Shabjdeed et Al-Nather, les sultans du rap palestinien

Figures influentes de la scène palestinienne, le rappeur Shabjdeed et le producteur Al-Nather ont sorti leur second album, “Sultan”, le 29 février. Leur œuvre au son unique reflète la réalité d’une jeunesse cisjordanienne étouffée, mais résiliente, sous l’occupation israélienne. Le site panarabe “The New Arab” retrace aussi l’histoire de BLTNM, le collectif auquel ils appartiennent.

Tiré de Courrier international. Légende de la photo : Le rappeur palestinien Shabjdeed (au centre) et son producteur Al-Nather (à droite) dans un extrait du clip de leur chanson "NKD GLG", sortie en 2019. Capture d’écran YouTube / @BLTNM

Shabjdeed et Al-Nather, figures majeures de la scène alternative palestinienne, sont de retour avec Sultan. Ce second disque du tandem, sorti le 29 février, reflète les réalités de la jeunesse de Cisjordanie, alors que l’occupation israélienne se durcit. Dithyrambique, la critique palestinienne Salma Moussa salue, dans le site panarabe The New Arab, “le courage de Shabjdeed pour cette exploration sensible, honnête, lucide, responsable et élégante en territoire dangereux”. Elle retrace aussi retrace la genèse du duo et leur implication dans le collectif BLTNM.

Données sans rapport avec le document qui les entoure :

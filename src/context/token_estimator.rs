//! Token accounting using tiktoken

use crate::conversation::{Conversation, Message};
use crate::error::{ChatError, Result};
use crate::metrics::METRICS;
use dashmap::DashMap;
use std::sync::Arc;
use tiktoken_rs::tokenizer::{get_tokenizer, Tokenizer};
use tiktoken_rs::CoreBPE;
use tracing::{debug, warn};

/// Implicit `<im_start>{role}\n ... <im_end>\n` framing around every message
pub const MESSAGE_OVERHEAD: usize = 5;
/// Extra charge when a message carries a `name`
pub const NAME_OVERHEAD: usize = 5;
/// Every reply is primed with `<im_start>assistant`
pub const REPLY_PRIMING: usize = 5;

/// Encoding chosen for a model id
#[derive(Clone)]
pub struct ResolvedEncoding {
    pub tokenizer: Tokenizer,
    /// The id was not recognized and the GPT-4 encoding stands in for it
    pub used_fallback: bool,
    bpe: Arc<CoreBPE>,
}

impl ResolvedEncoding {
    pub fn encoded_len(&self, text: &str) -> usize {
        self.bpe.encode_with_special_tokens(text).len()
    }
}

impl std::fmt::Debug for ResolvedEncoding {
    fn fmt(&self, f: &mut std::fmt::Formatter<'_>) -> std::fmt::Result {
        f.debug_struct("ResolvedEncoding")
            .field("tokenizer", &self.tokenizer)
            .field("used_fallback", &self.used_fallback)
            .finish()
    }
}

/// Counts the tokens a conversation costs against a model.
///
/// Counting is pure: the caches below only avoid reloading BPE tables.
#[derive(Default)]
pub struct TokenAccountant {
    tables: DashMap<String, Arc<CoreBPE>>,
    models: DashMap<String, ResolvedEncoding>,
}

impl TokenAccountant {
    pub fn new() -> Self {
        Self::default()
    }

    /// Pick the encoding for a model id, falling back to `cl100k_base`
    pub fn resolve_encoding(&self, model_id: &str) -> Result<ResolvedEncoding> {
        if let Some(resolved) = self.models.get(model_id) {
            return Ok(resolved.clone());
        }

        // Only GPT-family ids are recognized; everything else is counted as GPT-4
        let (tokenizer, used_fallback) = if model_id.contains("gpt") {
            (get_tokenizer(model_id).unwrap_or(Tokenizer::Cl100kBase), false)
        } else {
            warn!(
                "Unrecognized model '{}', counting tokens with the GPT-4 encoding (cl100k_base)",
                model_id
            );
            METRICS.encoding_fallbacks.inc();
            (Tokenizer::Cl100kBase, true)
        };

        let bpe = self.table(tokenizer)?;
        let resolved = ResolvedEncoding {
            tokenizer,
            used_fallback,
            bpe,
        };
        self.models.insert(model_id.to_string(), resolved.clone());
        Ok(resolved)
    }

    fn table(&self, tokenizer: Tokenizer) -> Result<Arc<CoreBPE>> {
        let key = format!("{:?}", tokenizer);
        if let Some(bpe) = self.tables.get(&key) {
            return Ok(Arc::clone(&bpe));
        }

        debug!("Loading BPE table {}", key);
        let bpe = tiktoken_rs::get_bpe_from_tokenizer(tokenizer)
            .map_err(|e| ChatError::Tokenizer(e.to_string()))?;
        let bpe = Arc::new(bpe);
        self.tables.insert(key, Arc::clone(&bpe));
        Ok(bpe)
    }

    /// Token cost of an arbitrary message list, including reply priming
    pub fn count_messages(&self, messages: &[Message], model_id: &str) -> Result<usize> {
        let encoding = self.resolve_encoding(model_id)?;

        let mut tokens = 0;
        for message in messages {
            tokens += MESSAGE_OVERHEAD;
            tokens += encoding.encoded_len(message.role.as_str());
            if !message.content.is_empty() {
                tokens += encoding.encoded_len(&message.content);
            }
            if let Some(name) = &message.name {
                if !name.is_empty() {
                    tokens += encoding.encoded_len(name);
                }
                tokens += NAME_OVERHEAD;
            }
        }

        Ok(tokens + REPLY_PRIMING)
    }

    /// Token cost of a stored conversation
    pub fn count_tokens(&self, conversation: &Conversation, model_id: &str) -> Result<usize> {
        self.count_messages(conversation.messages(), model_id)
    }
}

#[cfg(test)]
mod tests {
    use super::*;

    fn sample() -> Conversation {
        let mut conversation = Conversation::seeded("You are a helper.");
        conversation.push(Message::user("What is the capital of France?"));
        conversation.push(Message::assistant("Paris."));
        conversation
    }

    #[test]
    fn test_empty_list_costs_priming_only() {
        let accountant = TokenAccountant::new();
        assert_eq!(accountant.count_messages(&[], "gpt-4").unwrap(), REPLY_PRIMING);
    }

    #[test]
    fn test_per_message_overhead() {
        let accountant = TokenAccountant::new();
        // "system" and "hello" are single tokens in cl100k_base
        let tokens = accountant
            .count_messages(&[Message::system("hello")], "gpt-4")
            .unwrap();
        assert_eq!(tokens, MESSAGE_OVERHEAD + 1 + 1 + REPLY_PRIMING);

        let empty = accountant
            .count_messages(&[Message::system("")], "gpt-4")
            .unwrap();
        assert_eq!(empty, MESSAGE_OVERHEAD + 1 + REPLY_PRIMING);
    }

    #[test]
    fn test_name_field_overhead() {
        let accountant = TokenAccountant::new();
        let plain = accountant
            .count_messages(&[Message::user("hello")], "gpt-4")
            .unwrap();
        let named = accountant
            .count_messages(&[Message::user("hello").with_name("bob")], "gpt-4")
            .unwrap();
        assert!(named >= plain + NAME_OVERHEAD + 1);
    }

    #[test]
    fn test_unknown_model_falls_back_to_gpt4_encoding() {
        let accountant = TokenAccountant::new();
        let known = accountant.resolve_encoding("gpt-4").unwrap();
        assert!(!known.used_fallback);

        let unknown = accountant.resolve_encoding("my-local-llama").unwrap();
        assert!(unknown.used_fallback);
        assert_eq!(unknown.tokenizer, Tokenizer::Cl100kBase);

        let conversation = sample();
        assert_eq!(
            accountant.count_tokens(&conversation, "my-local-llama").unwrap(),
            accountant.count_tokens(&conversation, "gpt-4").unwrap()
        );
    }

    #[test]
    fn test_non_gpt_ids_are_flagged_as_fallback() {
        let accountant = TokenAccountant::new();
        for model in ["text-davinci-003", "code-davinci-002", "davinci"] {
            let resolved = accountant.resolve_encoding(model).unwrap();
            assert_eq!(resolved.tokenizer, Tokenizer::Cl100kBase, "{}", model);
            assert!(resolved.used_fallback, "{}", model);
        }

        for model in ["gpt-3.5-turbo", "gpt-4-32k", "gpt-4-0613"] {
            let resolved = accountant.resolve_encoding(model).unwrap();
            assert_eq!(resolved.tokenizer, Tokenizer::Cl100kBase, "{}", model);
            assert!(!resolved.used_fallback, "{}", model);
        }
    }

    #[test]
    fn test_count_is_deterministic() {
        let accountant = TokenAccountant::new();
        let conversation = sample();
        let first = accountant.count_tokens(&conversation, "gpt-3.5-turbo").unwrap();
        let second = accountant.count_tokens(&conversation, "gpt-3.5-turbo").unwrap();
        let fresh = TokenAccountant::new()
            .count_tokens(&conversation, "gpt-3.5-turbo")
            .unwrap();
        assert_eq!(first, second);
        assert_eq!(first, fresh);
    }

    #[test]
    fn test_count_grows_with_appends() {
        let accountant = TokenAccountant::new();
        let mut conversation = Conversation::seeded("sys");
        let mut previous = accountant.count_tokens(&conversation, "gpt-4").unwrap();
        for text in ["", "a", "a longer message with several words in it"] {
            conversation.push(Message::user(text));
            let now = accountant.count_tokens(&conversation, "gpt-4").unwrap();
            assert!(now > previous);
            previous = now;
        }
    }
}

Ce nouvel album était très attendu depuis la sortie du premier morceau, Nasheed (“Hymne”, en arabe), en décembre 2023. “Sortie en toute discrétion et sans référence directe à cette période si tendue et particulière”, avec les massacres commis à Gaza, la chanson mêle mélancolie, résilience et espoir.

“Rien d’extraordinaire, là encore, le quotidien des Palestiniens est ainsi, les mots comme ‘guerre’ en font simplement partie, de la même manière qu’on les retrouve dans le répertoire du musicien depuis le début de sa carrière”, car la “guerre est une constante de la vie des Palestiniens”.

“Un jeune homme ordinaire”

Shabjdeed a émergé sur le devant de la scène musicale à Ramallah, en 2018, tandis qu’Al-Nather se faisait connaître comme le producteur le plus en vue de la scène alternative en Cisjordanie. Ils se sont retrouvés alliés au sein du collectif BLTNM, alors à l’affiche du premier Boiler Room palestinien − nouvelle déclinaison de ces soirées clubbing organisées à travers le monde et devenues une véritable institution.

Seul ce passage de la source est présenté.